There are 243 million people using the internet in India, and this number may rise to 500 million by 2016. Facebook has around 100 million users in India, followed by Twitter with 33 million. And 5.5 million in India use Pinterest. Most of these people have and use smartphones, to access their social media accounts.
With such an ever-increasing digital presence usage in our country, shouldn’t teachers be trying to connect with students where they can be found most frequently?
Contrary to parents and teachers’ beliefs, social media doesn’t always shave to be a gigantic distraction or just a way to spy on other people. It can be used by educators to connect with their students.
1. Collaboration: Social media’s first and foremost purpose is to connect people. Students can take advantage of this fact to collaborate with other students and teachers to create projects, to share information quickly, and to set up online meetings, and so on.
2. Communication: Teachers can set up a discussion forum or create a group on Facebook, where students can freely ask questions and get their doubts fixed. Students are often more open to asking questions online, rather than in person in a classroom in front of their peers. Students can also set up their own little study groups- without the eye of a teacher on them- and share notes. Using Youtube to show students on of the million interesting videos in class, instantly creates a Flipped Classroom!
3. Network: Students and teachers can also set up discussion groups where they can connect with teachers and students from other schools and institutions, discuss a particular topic, exchange ideas on how to teach a topic better, and share other information as well. Sites like Vine and Instagram can serve as ways for students to showcase experiments and projects. Instead of creating a 50 page assignment that nobody wants to read, how about asking them to shoot a Vine or an Instagram video?
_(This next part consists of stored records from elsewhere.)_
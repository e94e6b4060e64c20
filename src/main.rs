use replication::{
    try_create_node, AppInfo, GrpcTransport, LocalMetaServer, NodeAddress, NodeTransport, ReplicaNodeConfig,
    ReplicationOptions, SIMPLE_KV_APP_TYPE,
};
use slog::Drain;
use std::error::Error;
use std::net::SocketAddr;
use std::path::PathBuf;
use std::sync::Arc;
use std::time::Duration;

const RPC_TIMEOUT: Duration = Duration::from_secs(5);

/// Runs a single replica server with an in-memory meta server next to it, hosting one
/// `simple_kv` table whose partitions all have this node as primary.
///
/// Usage: `replica-node [root_dir] [listen_addr] [partition_count]`
#[tokio::main]
async fn main() -> Result<(), Box<dyn Error>> {
    let logger = root_logger();

    let mut args = std::env::args().skip(1);
    let root_dir = PathBuf::from(args.next().unwrap_or_else(|| "./replica-data".to_string()));
    let listen_addr: SocketAddr = args.next().unwrap_or_else(|| "127.0.0.1:34801".to_string()).parse()?;
    let partition_count: i32 = args.next().unwrap_or_else(|| "4".to_string()).parse()?;

    let address = NodeAddress::new(listen_addr.to_string());
    let meta = LocalMetaServer::new(
        logger.new(slog::o!("Component" => "meta")),
        Arc::new(GrpcTransport::new(logger.clone(), RPC_TIMEOUT)),
    );

    let node = try_create_node(ReplicaNodeConfig {
        address: address.clone(),
        root_dir,
        info_logger: logger.clone(),
        options: ReplicationOptions::default(),
        transport: NodeTransport::Grpc {
            listen_addr,
            rpc_timeout: RPC_TIMEOUT,
        },
        meta: meta.clone(),
        engines: None,
    })
    .await?;

    // Give the server a moment to bind before the meta server pushes configurations to it.
    tokio::time::sleep(Duration::from_millis(200)).await;
    let app = AppInfo::new(1, "demo", SIMPLE_KV_APP_TYPE, partition_count, 1);
    meta.create_app(app, address).await?;
    slog::info!(logger, "Serving {} partitions, ctrl-c to stop", partition_count);

    tokio::signal::ctrl_c().await?;
    node.shutdown().await;
    Ok(())
}

fn root_logger() -> slog::Logger {
    let decorator = slog_term::TermDecorator::new().build();
    let drain = slog_term::FullFormat::new(decorator).build().fuse();
    let drain = slog_async::Async::new(drain).build().fuse();

    slog::Logger::root(drain, slog::o!())
}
4. Twitter: Teachers can also share information and foster discussion via their twitter feeds. Create a nice unique hashtag for whatever topic you want your students to discuss, and peruse their tweets- you might even learn something new. If you’re feeling particularly brave, you could even ask students for feedback on your teaching techniques.
5. Blog: If you have more research or material to share with your students, create a blog. This is a great way to get students to cultivate a reading habit, as well. Or create a Pinterest board of interesting articles/puzzles/reading material you’ve found for your students. You can even ask your students to showcase their projects and papers via Pinterest and Scribd.
The possibilities for using the internet and social media for education are endless. Social media doesn’t always have to be a distraction. It can be a great tool you can use to share information and procure data on your students and their thoughts. The question is, how will you use it? And what kind of interaction will your methods promote?